CABG – coronary artery bypass graft, EF – ejection fraction, NP - natriuretic peptides, NYHA – New York Heart Association heart failure classification PCI – percutaneous coronary intervention

Statistical analysis

This systematic review and meta-analysis were performed and reported in accordance with the Cochrane Collaboration Handbook for Systematic Reviews of Interventions and the Preferred Reporting Items for Systematic Reviews and Meta-Analysis (PRISMA) Statement guide.(10) Hazard ratios (HR) with 95% confidence intervals were used to compare treatment effects for categorical endpoints. We assessed heterogeneity with I2 statistics and the Cochran Q test; p values <0.10 and I2 >25% were considered significant for heterogeneity. We used the DerSimonian and Laird random-effects models and Review Manager (Cochrane Center, the Cochrane Collaboration, Denmark) for statistical analysis. P <0.05 was considered statistically significant. We performed meta-regression analyses using the metafor package in R (version 4.5.2; R Foundation for Statistical Computing, Vienna, Austria). Univariable and multivariable random-effects meta-regressions were conducted with the restricted maximum likelihood (REML) estimator. Moderators included mean age, follow-up duration, left ventricular ejection fraction, female proportion, and prevalence of prior coronary revascularization (CABG and PCI). Regression coefficients (β) and corresponding Hartung–Knapp–Sidik–Jonkman (HKSJ) adjusted p-values were reported. Variables were analyzed as continuous covariates, expressed per unit or 10% increase as appropriate. Meta-regression for NYHA functional class was not performed because of inconsistent reporting (some studies reported class III, others class IV, or combined categories). All analyses were two-tailed with p < 0.05 considered statistically significant.

Results

Study Selection and Baseline Characteristics

The initial search yielded 136 results. After removing duplicates and ineligible studies, 20 remained and were reviewed for inclusion criteria (Fig. 1). Of those, 7 studies were included in qualitative and quantitative review after the exclusion of 7 with BNP/NT-pro BNP measured only before TAVR. N=4143 were included from 7 retrospective cohorts. N=2578 were included in the lower BNP and NT-pro BNP group, and n=1565 were included in the higher BNP and NT-pro BNP group. Baseline characteristics are shown in Table 1. The mean age was comparable between groups; 80 ± 6 years in the lower and 81 ± 6 years in the higher BNP and NT-pro BNP group.
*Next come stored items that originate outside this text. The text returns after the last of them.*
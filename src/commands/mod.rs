pub mod check;
pub mod resolve;
pub mod show;

pub use check::CheckCommand;
pub use show::{ShowCommand, ShowFormat};
use std::fmt;
use std::path::PathBuf;

/// Where a parameter value (or an offending key) came from
#[derive(Debug, Clone, PartialEq, Eq)]
pub enum OverrideSource {
    /// Value read from an answer file
    AnswerFile(PathBuf),

    /// Value supplied directly by the caller (e.g. `-P KEY=VALUE`)
    Explicit,
}

impl fmt::Display for OverrideSource {
    fn fmt(&self, f: &mut fmt::Formatter<'_>) -> fmt::Result {
        match self {
            OverrideSource::AnswerFile(path) => write!(f, "answer file {}", path.display()),
            OverrideSource::Explicit => write!(f, "explicit override"),
        }
    }
}

/// Error types for parameter resolution
#[derive(Debug)]
pub enum ParameterError {
    /// A parameter handed to the collection cannot be keyed (empty name)
    InvalidParameterType(String),

    /// A write referenced a name the template does not declare
    UnknownParameter {
        name: String,
        source: Option<OverrideSource>,
    },

    /// A read referenced a name the template does not declare
    NotFound(String),

    /// The resolver configuration cannot be used
    InvalidConfigType(String),

    /// The answer file is not a flat name/value mapping
    InvalidAnswerFile { path: PathBuf, message: String },

    /// An override value is a sequence or mapping instead of a scalar
    NonScalarValue {
        name: String,
        source: OverrideSource,
    },

    /// Reading an override source failed
    Io { path: PathBuf, message: String },
}

impl fmt::Display for ParameterError {
    fn fmt(&self, f: &mut fmt::Formatter<'_>) -> fmt::Result {
        match self {
            ParameterError::InvalidParameterType(msg) => {
                write!(f, "Invalid stack parameter: {}", msg)
            }
            ParameterError::UnknownParameter { name, source } => {
                write!(f, "Invalid stack parameter '{}'", name)?;

                if let Some(source) = source {
                    write!(f, " (from {})", source)?;
                }

                write!(f, ": not declared by the template")
            }
            ParameterError::NotFound(name) => {
                write!(f, "Stack parameter not found: {}", name)
            }
            ParameterError::InvalidConfigType(msg) => {
                write!(f, "Invalid configuration: {}", msg)
            }
            ParameterError::InvalidAnswerFile { path, message } => {
                write!(f, "Invalid answer file {}: {}", path.display(), message)
            }
            ParameterError::NonScalarValue { name, source } => {
                write!(
                    f,
                    "Value for stack parameter '{}' (from {}) must be a scalar",
                    name, source
                )
            }
            ParameterError::Io { path, message } => {
                write!(f, "Failed to read {}: {}", path.display(), message)
            }
        }
    }
}

impl std::error::Error for ParameterError {}

/// Result type for parameter operations
pub type ParameterResult<T> = Result<T, ParameterError>;
use super::resolve::resolve_parameters;
use crate::context::Context;
use crate::parameters::{ControllerConfig, StackOperation};
use anyhow::Result;
use std::path::Path;

/// Handles the 'check' command - verifies a stack operation has every parameter it needs
pub struct CheckCommand;

impl CheckCommand {
    /// Execute the check command
    pub fn execute(
        ctx: &Context,
        template_path: &Path,
        config: &ControllerConfig,
        operation: StackOperation,
    ) -> Result<()> {
        ctx.output.section("Stack Parameters");
        ctx.output.environment_badge(&config.environment_name);
        ctx.output.key_value("Operation", &operation.to_string());

        let parameters = resolve_parameters(ctx, template_path, config)?;
        let missing = parameters.missing_for(operation);

        if missing.is_empty() {
            ctx.output.success(&format!(
                "All {} parameter(s) resolved for {}",
                parameters.len(),
                operation
            ));
            return Ok(());
        }

        ctx.output
            .error(&format!("Missing parameters for stack {}:", operation));

        for param in &missing {
            match param.description() {
                Some(description) => ctx
                    .output
                    .list_item(&format!("{} ({})", param.name(), description)),
                None => ctx.output.list_item(param.name()),
            }
        }

        if operation == StackOperation::Update {
            ctx.output
                .warning("Use --use-previous KEY to keep a parameter's current value");
        }

        let names: Vec<&str> = missing.iter().map(|p| p.name()).collect();
        anyhow::bail!(
            "{} parameter(s) missing for stack {}: {}",
            names.len(),
            operation,
            names.join(", ")
        )
    }
}
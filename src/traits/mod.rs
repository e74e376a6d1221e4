pub mod filesystem;
pub mod output;

pub use filesystem::{FileSystem, RealFileSystem};
pub use output::{Output, QuietOutput, TerminalOutput};

#[cfg(test)]
pub use filesystem::MockFileSystem;
#[cfg(test)]
pub use output::MockOutput;
use indexmap::IndexMap;
use serde::Serialize;

use super::error::{OverrideSource, ParameterError, ParameterResult};
use super::parameter::StackParameter;
use super::template::StackTemplate;

/// The remote operation a resolved collection is checked against
#[derive(Debug, Clone, Copy, PartialEq, Eq)]
pub enum StackOperation {
    Create,
    Update,
}

impl std::fmt::Display for StackOperation {
    fn fmt(&self, f: &mut std::fmt::Formatter<'_>) -> std::fmt::Result {
        match self {
            StackOperation::Create => write!(f, "create"),
            StackOperation::Update => write!(f, "update"),
        }
    }
}

/// One entry of the parameter list sent with a create/update call
#[derive(Debug, Clone, PartialEq, Serialize)]
#[serde(rename_all = "PascalCase")]
pub struct StackParameterValue {
    pub parameter_key: String,

    #[serde(skip_serializing_if = "Option::is_none")]
    pub parameter_value: Option<String>,

    #[serde(skip_serializing_if = "Option::is_none")]
    pub use_previous_value: Option<bool>,
}

/// Map of the parameters a stack template declares.
///
/// The set of names is fixed when the collection is built from a template.
/// Every write goes through [`ParameterCollection::set`] (or one of its
/// siblings), which rejects names the template does not declare instead of
/// growing the map. Iteration follows declaration order.
#[derive(Debug, Clone, Default)]
pub struct ParameterCollection {
    parameters: IndexMap<String, StackParameter>,
}

impl ParameterCollection {
    pub fn new() -> Self {
        Self::default()
    }

    /// Build a collection holding one unset parameter per template declaration.
    /// A name declared twice keeps its first position and its last declaration.
    pub fn from_template(template: &dyn StackTemplate) -> ParameterResult<Self> {
        let mut collection = Self::new();

        for declared in template.parameters() {
            collection.add(declared.to_parameter())?;
        }

        Ok(collection)
    }

    /// Insert or replace a parameter under its own name. Any non-empty name
    /// is accepted as declared.
    pub fn add(&mut self, parameter: StackParameter) -> ParameterResult<()> {
        let name = parameter.name().to_string();

        if name.is_empty() {
            return Err(ParameterError::InvalidParameterType(
                "a parameter needs a name to be keyed by".to_string(),
            ));
        }

        self.parameters.insert(name, parameter);
        Ok(())
    }

    /// Assign a value to a declared parameter
    pub fn set(&mut self, key: &str, value: impl Into<String>) -> ParameterResult<()> {
        self.declared_mut(key, None)?.set(value);
        Ok(())
    }

    /// Assign a value to a declared parameter, recording the override layer
    pub fn set_from(
        &mut self,
        key: &str,
        value: impl Into<String>,
        source: OverrideSource,
    ) -> ParameterResult<()> {
        let param = self.declared_mut(key, Some(&source))?;
        param.set_from(value, source);
        Ok(())
    }

    /// Flag a declared parameter to keep the stack's current value on update
    pub fn use_previous(&mut self, key: &str) -> ParameterResult<()> {
        self.declared_mut(key, None)?.use_previous_value(true);
        Ok(())
    }

    fn declared_mut(
        &mut self,
        key: &str,
        source: Option<&OverrideSource>,
    ) -> ParameterResult<&mut StackParameter> {
        self.parameters
            .get_mut(key)
            .ok_or_else(|| ParameterError::UnknownParameter {
                name: key.to_string(),
                source: source.cloned(),
            })
    }

    pub fn contains(&self, key: &str) -> bool {
        self.parameters.contains_key(key)
    }

    pub fn get(&self, key: &str) -> ParameterResult<&StackParameter> {
        self.parameters
            .get(key)
            .ok_or_else(|| ParameterError::NotFound(key.to_string()))
    }

    pub fn keys(&self) -> impl Iterator<Item = &str> {
        self.parameters.keys().map(String::as_str)
    }

    pub fn values(&self) -> impl Iterator<Item = &StackParameter> {
        self.parameters.values()
    }

    pub fn len(&self) -> usize {
        self.parameters.len()
    }

    pub fn is_empty(&self) -> bool {
        self.parameters.is_empty()
    }

    /// Parameters a CreateStack call cannot do without. There is no previous
    /// value on create, so only a set value or a template default counts.
    pub fn missing_for_create(&self) -> Vec<&StackParameter> {
        self.values()
            .filter(|p| !p.is_set() && !p.has_default())
            .collect()
    }

    /// Parameters an UpdateStack call cannot do without. A parameter flagged
    /// to use its previous value is never missing.
    pub fn missing_for_update(&self) -> Vec<&StackParameter> {
        self.values()
            .filter(|p| !p.is_set() && !p.has_default() && !p.use_previous())
            .collect()
    }

    pub fn missing_for(&self, operation: StackOperation) -> Vec<&StackParameter> {
        match operation {
            StackOperation::Create => self.missing_for_create(),
            StackOperation::Update => self.missing_for_update(),
        }
    }

    /// Parameter list for a create call. Unset parameters are left out so the
    /// template default applies.
    pub fn to_create_parameters(&self) -> Vec<StackParameterValue> {
        self.values()
            .filter_map(|p| {
                p.value().map(|value| StackParameterValue {
                    parameter_key: p.name().to_string(),
                    parameter_value: Some(value.to_string()),
                    use_previous_value: None,
                })
            })
            .collect()
    }

    /// Parameter list for an update call. An explicit value wins over the
    /// previous-value flag.
    pub fn to_update_parameters(&self) -> Vec<StackParameterValue> {
        self.values()
            .filter_map(|p| match p.value() {
                Some(value) => Some(StackParameterValue {
                    parameter_key: p.name().to_string(),
                    parameter_value: Some(value.to_string()),
                    use_previous_value: None,
                }),
                None if p.use_previous() => Some(StackParameterValue {
                    parameter_key: p.name().to_string(),
                    parameter_value: None,
                    use_previous_value: Some(true),
                }),
                None => None,
            })
            .collect()
    }

    pub fn to_parameters(&self, operation: StackOperation) -> Vec<StackParameterValue> {
        match operation {
            StackOperation::Create => self.to_create_parameters(),
            StackOperation::Update => self.to_update_parameters(),
        }
    }
}
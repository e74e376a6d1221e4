use anyhow::{Context, Result};
#[cfg(test)]
use std::collections::HashMap;
use std::path::Path;
#[cfg(test)]
use std::path::PathBuf;
#[cfg(test)]
use std::sync::RwLock;

/// Filesystem access for templates and answer files, mockable in tests
pub trait FileSystem: Send + Sync {
    /// Read file contents as string
    fn read_to_string(&self, path: &Path) -> Result<String>;

    /// Check if path exists
    fn exists(&self, path: &Path) -> bool;

    /// Check if path is a readable file
    fn is_file(&self, path: &Path) -> bool;
}

/// Real filesystem implementation using std::fs
pub struct RealFileSystem;

impl FileSystem for RealFileSystem {
    fn read_to_string(&self, path: &Path) -> Result<String> {
        std::fs::read_to_string(path).with_context(|| format!("Failed to read file: {:?}", path))
    }

    fn exists(&self, path: &Path) -> bool {
        path.exists()
    }

    fn is_file(&self, path: &Path) -> bool {
        path.is_file()
    }
}

/// In-memory filesystem for tests
#[cfg(test)]
pub struct MockFileSystem {
    files: RwLock<HashMap<PathBuf, String>>,
}

#[cfg(test)]
impl MockFileSystem {
    pub fn new() -> Self {
        Self {
            files: RwLock::new(HashMap::new()),
        }
    }

    /// Create a mock filesystem pre-populated with files
    pub fn with_files(files: &[(&str, &str)]) -> Self {
        let fs = Self::new();
        for (path, contents) in files {
            fs.files
                .write()
                .unwrap()
                .insert(PathBuf::from(path), contents.to_string());
        }
        fs
    }

    /// Add or replace a file
    pub fn write(&self, path: &Path, contents: &str) -> Result<()> {
        self.files
            .write()
            .unwrap()
            .insert(path.to_path_buf(), contents.to_string());
        Ok(())
    }
}

#[cfg(test)]
impl Default for MockFileSystem {
    fn default() -> Self {
        Self::new()
    }
}

#[cfg(test)]
impl FileSystem for MockFileSystem {
    fn read_to_string(&self, path: &Path) -> Result<String> {
        self.files
            .read()
            .unwrap()
            .get(path)
            .cloned()
            .with_context(|| format!("File not found in mock filesystem: {:?}", path))
    }

    fn exists(&self, path: &Path) -> bool {
        let files = self.files.read().unwrap();
        files.contains_key(path) || files.keys().any(|f| f.starts_with(path))
    }

    fn is_file(&self, path: &Path) -> bool {
        self.files.read().unwrap().contains_key(path)
    }
}
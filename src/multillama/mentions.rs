//! `@name` / `@name#k` targeting inside broadcast messages.
//!
//! A tag selects every targeted participant whose base model name matches it; `#k`
//! narrows the selection to the k-th instance of that model (1-indexed, in session
//! order). Matched tags are removed from the text. When no tag matches anything, the
//! message goes to every originally targeted participant and the text is left as typed.

use lazy_static::lazy_static;
use regex::Regex;
use std::collections::HashSet;

use crate::participant::{model_name_matches, ParticipantKey};

lazy_static! {
    static ref MENTION: Regex = Regex::new(r"@([^\s@#,;!?()]+)(?:#(\d+))?").unwrap();
    static ref SPACE_RUN: Regex = Regex::new(r"[ \t]{2,}").unwrap();
}

/// Outcome of mention resolution.
#[derive(Clone, Debug, PartialEq, Eq)]
pub struct MentionResolution {
    /// Participants that receive the message, in session order.
    pub targets: Vec<ParticipantKey>,
    /// Message text with matched tags stripped.
    pub text: String,
    /// Whether at least one tag matched a participant.
    pub matched: bool,
}

/// Resolve mention tags in `text` against `candidates` (the originally targeted
/// participants, in session order).
///
/// ```rust
/// use multillama::mentions::resolve_mentions;
/// use multillama::participant::{ModelRef, ParticipantKey};
///
/// let alpha = ModelRef::new("host-local", "alpha");
/// let beta = ModelRef::new("host-local", "beta");
/// let candidates = vec![
///     ParticipantKey::new(&alpha, 1),
///     ParticipantKey::new(&alpha, 2),
///     ParticipantKey::new(&beta, 3),
/// ];
///
/// let resolved = resolve_mentions("@alpha#2 what do you think?", &candidates);
/// assert_eq!(resolved.targets, vec![candidates[1].clone()]);
/// assert_eq!(resolved.text, "what do you think?");
/// ```
pub fn resolve_mentions(text: &str, candidates: &[ParticipantKey]) -> MentionResolution {
    let mut selected: HashSet<usize> = HashSet::new();
    let mut strip_spans: Vec<(usize, usize)> = Vec::new();

    for caps in MENTION.captures_iter(text) {
        let Some(whole) = caps.get(0) else { continue };
        // A tag must start the text or follow whitespace; `me@example.com` is not a tag.
        let preceded_ok = text[..whole.start()]
            .chars()
            .next_back()
            .map_or(true, char::is_whitespace);
        if !preceded_ok {
            continue;
        }

        let name = caps
            .get(1)
            .map(|m| m.as_str().trim_end_matches(['.', ':']))
            .unwrap_or_default();
        if name.is_empty() {
            continue;
        }
        let instance: Option<usize> = caps.get(2).and_then(|m| m.as_str().parse().ok());

        let matching: Vec<usize> = candidates
            .iter()
            .enumerate()
            .filter(|(_, key)| model_name_matches(&key.model_name, name))
            .map(|(index, _)| index)
            .collect();

        let hits: Vec<usize> = match instance {
            Some(k) if k >= 1 => matching.get(k - 1).copied().into_iter().collect(),
            Some(_) => Vec::new(),
            None => matching,
        };
        if hits.is_empty() {
            continue;
        }
        selected.extend(hits);

        // Strip the tag as captured; trailing punctuation that was trimmed off the name
        // stays in the text.
        let end = match caps.get(2) {
            Some(k) => k.end(),
            None => whole.start() + 1 + name.len(),
        };
        strip_spans.push((whole.start(), end));
    }

    if selected.is_empty() {
        return MentionResolution {
            targets: candidates.to_vec(),
            text: text.trim().to_string(),
            matched: false,
        };
    }

    let mut stripped = String::with_capacity(text.len());
    let mut cursor = 0;
    for (start, end) in strip_spans {
        stripped.push_str(&text[cursor..start]);
        cursor = end;
    }
    stripped.push_str(&text[cursor..]);

    let cleaned = stripped
        .lines()
        .map(|line| SPACE_RUN.replace_all(line.trim(), " ").into_owned())
        .collect::<Vec<_>>()
        .join("\n");

    MentionResolution {
        targets: candidates
            .iter()
            .enumerate()
            .filter(|(index, _)| selected.contains(index))
            .map(|(_, key)| key.clone())
            .collect(),
        text: cleaned.trim().to_string(),
        matched: true,
    }
}
/// Errors returned by [`Orchestrator`] operations.
///
/// Validation failures are reported before any state is touched.
#[derive(Debug, Clone, PartialEq, Eq)]
pub enum OrchestratorError {
    /// Neither text nor attachments were supplied.
    EmptyInput,
    /// No existing participant is targeted.
    NoTargets,
    /// The outgoing queue already holds `capacity` requests.
    QueueFull { capacity: usize },
    /// Autonomous mode needs at least two participants.
    NotEnoughParticipants,
    /// Autonomous mode found no seed message to start from.
    NoSeed,
    /// An interruption is already waiting for the next turn boundary.
    InterruptionPending,
    /// Autonomous mode is running.
    AutonomousActive,
    /// A broadcast request is being processed.
    Busy,
    UnknownParticipant(ParticipantKey),
    UnknownHost(String),
    UnknownSession(Uuid),
    /// The model already has an instance in the session and duplicates are disabled.
    DuplicateModel(ModelRef),
    /// The queued request is being processed and cannot be removed.
    QueueItemProcessing(Uuid),
    QueueItemNotFound(Uuid),
    /// A host rejected or failed a model management call.
    Client(ClientError),
    /// The operation needs a tokio runtime and none is running.
    NoRuntime,
}

impl fmt::Display for OrchestratorError {
    fn fmt(&self, f: &mut fmt::Formatter<'_>) -> fmt::Result {
        match self {
            OrchestratorError::EmptyInput => write!(f, "Message is empty"),
            OrchestratorError::NoTargets => write!(f, "No model selected to receive the message"),
            OrchestratorError::QueueFull { capacity } => {
                write!(f, "Queue is full ({} requests); wait for one to finish", capacity)
            }
            OrchestratorError::NotEnoughParticipants => {
                write!(f, "Inter-model chat needs at least two models")
            }
            OrchestratorError::NoSeed => write!(f, "No message to start the inter-model chat from"),
            OrchestratorError::InterruptionPending => write!(
                f,
                "An interruption is already queued; wait for the next turn"
            ),
            OrchestratorError::AutonomousActive => write!(f, "Inter-model chat is running"),
            OrchestratorError::Busy => write!(f, "A request is being processed"),
            OrchestratorError::UnknownParticipant(key) => write!(f, "Unknown participant: {}", key),
            OrchestratorError::UnknownHost(id) => write!(f, "Unknown host: {}", id),
            OrchestratorError::UnknownSession(id) => write!(f, "Unknown session: {}", id),
            OrchestratorError::DuplicateModel(model) => {
                write!(f, "{} is already in this chat", model)
            }
            OrchestratorError::QueueItemProcessing(id) => {
                write!(f, "Request {} is being processed and cannot be removed", id)
            }
            OrchestratorError::QueueItemNotFound(id) => write!(f, "Request {} is not queued", id),
            OrchestratorError::Client(err) => write!(f, "{}", err),
            OrchestratorError::NoRuntime => write!(f, "No tokio runtime is running"),
        }
    }
}

impl Error for OrchestratorError {}

impl From<QueueError> for OrchestratorError {
    fn from(err: QueueError) -> Self {
        match err {
            QueueError::Full { capacity } => OrchestratorError::QueueFull { capacity },
            QueueError::Processing(id) => OrchestratorError::QueueItemProcessing(id),
            QueueError::NotFound(id) => OrchestratorError::QueueItemNotFound(id),
        }
    }
}

/// User input handed to [`Orchestrator::submit`].
#[derive(Clone, Debug, Default)]
pub struct SubmitRequest {
    pub text: String,
    pub attachments: Vec<Attachment>,
    /// Participants to address; `None` targets every participant of the active session.
    pub targets: Option<Vec<ParticipantKey>>,
    /// Start the autonomous dialogue with this input as seed once it reaches the head
    /// of the queue.
    pub start_autonomous: bool,
}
The low BNP/NT-pro BNP group had slightly more favorable baseline characteristics, including higher mean ejection fraction and lower rates of prior coronary artery bypass grafting, prior percutaneous coronary intervention, and NYHA Class III/IV heart failure. The mean follow-up duration across studies was 32 months.

Figure 1. PRISMA flow diagram of study screening and selection.

Figure 1.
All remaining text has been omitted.